The median GB was 1.8 mmol/L (33 mg/dL). Predictors of high-GB included age > or =54 years, Hunt and Hess grade III-V, poor Acute Physiology and Chronic Health Evaluation (APACHE)-2 physiological subscores, and a history of diabetes mellitus (all P< or =0.001). In a multivariate analysis, GB was associated with increased intensive care unit length of stay (P=0.003) and the following complications: congestive heart failure, respiratory failure, pneumonia, and brain stem compression from herniation (all P<0.05). After adjusting for Hunt-Hess grade, aneurysm size, and age, GB was an independent predictor of death (odds ratio, 1.10 per mmol/L; 95% CI, 1.01 to 1.21; P=0.027) and death or severe disability (modified Rankin scale score of 4 to 6; odds ratio, 1.17 per mmol/L; 95% CI 1.07 to 1.28, P<0.001).
Hyperglycemia after SAH is associated with serious hospital complications, increased intensive care unit length of stay, and an increased risk of death or severe disability.
蛛网膜下腔出血(SAH)后高血糖很常见。SAH后长期高血糖导致院内并发症及不良预后的程度尚不清楚。
我们研究了一个起始队列,共281例SAH患者,这些患者在SAH发病后3天内获得初始血清葡萄糖水平,且在SAH后0至10天内至少有7次每日血糖测量值。我们将平均血糖负荷(GB)定义为每日血糖峰值>5.8 mmol/L(105 mg/dL)的平均值。前瞻性记录医院并发症,并用改良Rankin量表评估3个月的预后。
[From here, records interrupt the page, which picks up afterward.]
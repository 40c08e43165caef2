use rust_decimal::Decimal;
use serde::{Deserialize, Serialize};

use super::thresholds::{default_bands, RiskBand, DEFAULT_ALLOW_MAX, DEFAULT_BLOCK_MIN};
use super::transaction::UserTier;

/// Decision policy: thresholds, risk bands and business-rule parameters.
#[derive(Debug, Clone, Serialize, Deserialize)]
pub struct Policy {
    /// Policy version identifier
    #[serde(rename = "policy_version")]
    pub version: String,

    /// Classification thresholds
    #[serde(default)]
    pub thresholds: ThresholdValues,

    /// Risk bands in ascending order
    #[serde(default = "default_bands")]
    pub risk_levels: Vec<RiskBand>,

    /// Parameters used by the business-rule overlay
    #[serde(default)]
    pub rule_params: RuleParams,
}

impl Policy {
    /// Built-in policy used when no policy file is configured.
    pub fn builtin() -> Self {
        Policy {
            version: "builtin".to_string(),
            thresholds: ThresholdValues::default(),
            risk_levels: default_bands(),
            rule_params: RuleParams::default(),
        }
    }
}

/// Threshold pair as written in a policy file.
#[derive(Debug, Clone, Copy, PartialEq, Serialize, Deserialize)]
pub struct ThresholdValues {
    pub allow: f64,
    pub block: f64,
}

impl Default for ThresholdValues {
    fn default() -> Self {
        ThresholdValues {
            allow: DEFAULT_ALLOW_MAX,
            block: DEFAULT_BLOCK_MIN,
        }
    }
}

/// Parameters used by the business-rule overlay.
#[derive(Debug, Clone, PartialEq, Serialize, Deserialize)]
#[serde(default)]
pub struct RuleParams {
    /// Amount above this multiple of the weekly average is "high"
    pub high_amount_multiplier: Decimal,

    /// Receivers younger than this many days are "new"
    pub new_receiver_max_age_days: u32,

    /// Amount above which a new receiver needs verification
    pub new_receiver_min_amount: Decimal,

    /// Distance from the previous transaction counted as distant
    pub distant_location_km: f64,

    /// 24h transaction count above which frequency is high
    pub high_frequency_24h: u32,

    /// Fraud reports above which a receiver is high-risk
    pub high_risk_receiver_reports: u32,

    /// Indicator count escalating ALLOW to VERIFY
    pub indicators_to_verify: usize,

    /// Indicator count escalating VERIFY to BLOCK
    pub indicators_to_block: usize,

    /// Tier whose would-be blocks are downgraded to verification
    pub protected_tier: UserTier,

    /// Amount below which a transaction is a micro transaction
    pub micro_amount: Decimal,

    /// Night window start hour (inclusive)
    pub night_start_hour: u8,

    /// Night window end hour (inclusive), wrapping past midnight
    pub night_end_hour: u8,
}

impl RuleParams {
    /// Returns true if the hour lies in the night window.
    pub fn is_night_hour(&self, hour: u8) -> bool {
        in_hour_window(hour, self.night_start_hour, self.night_end_hour)
    }
}

/// Inclusive hour window; wraps past midnight when `start > end`.
pub fn in_hour_window(hour: u8, start: u8, end: u8) -> bool {
    if start <= end {
        (start..=end).contains(&hour)
    } else {
        hour >= start || hour <= end
    }
}

impl Default for RuleParams {
    fn default() -> Self {
        RuleParams {
            high_amount_multiplier: Decimal::new(5, 0),
            new_receiver_max_age_days: 7,
            new_receiver_min_amount: Decimal::new(10000, 0),
            distant_location_km: 100.0,
            high_frequency_24h: 10,
            high_risk_receiver_reports: 3,
            indicators_to_verify: 3,
            indicators_to_block: 4,
            protected_tier: UserTier::Vip,
            micro_amount: Decimal::new(50, 0),
            night_start_hour: 23,
            night_end_hour: 5,
        }
    }
}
GB的中位数为1.8 mmol/L(33 mg/dL)。高GB的预测因素包括年龄≥54岁、Hunt和Hess分级III - V级、急性生理与慢性健康状况评估(APACHE)-2生理子评分差以及糖尿病史(所有P≤0.001)。在多变量分析中,GB与重症监护病房住院时间延长相关(P = 0.003)以及以下并发症相关:充血性心力衰竭、呼吸衰竭、肺炎和脑疝导致的脑干受压(所有P<0.05)。在调整Hunt - Hess分级、动脉瘤大小和年龄后,GB是死亡的独立预测因素(比值比,每mmol/L为1.10;95%可信区间,1.01至1.21;P = 0.027)以及死亡或严重残疾(改良Rankin量表评分为4至6分;比值比,每mmol/L为1.17;95%可信区间1.07至1.28,P<0.001)。
SAH后高血糖与严重的医院并发症、重症监护病房住院时间延长以及死亡或严重残疾风险增加相关。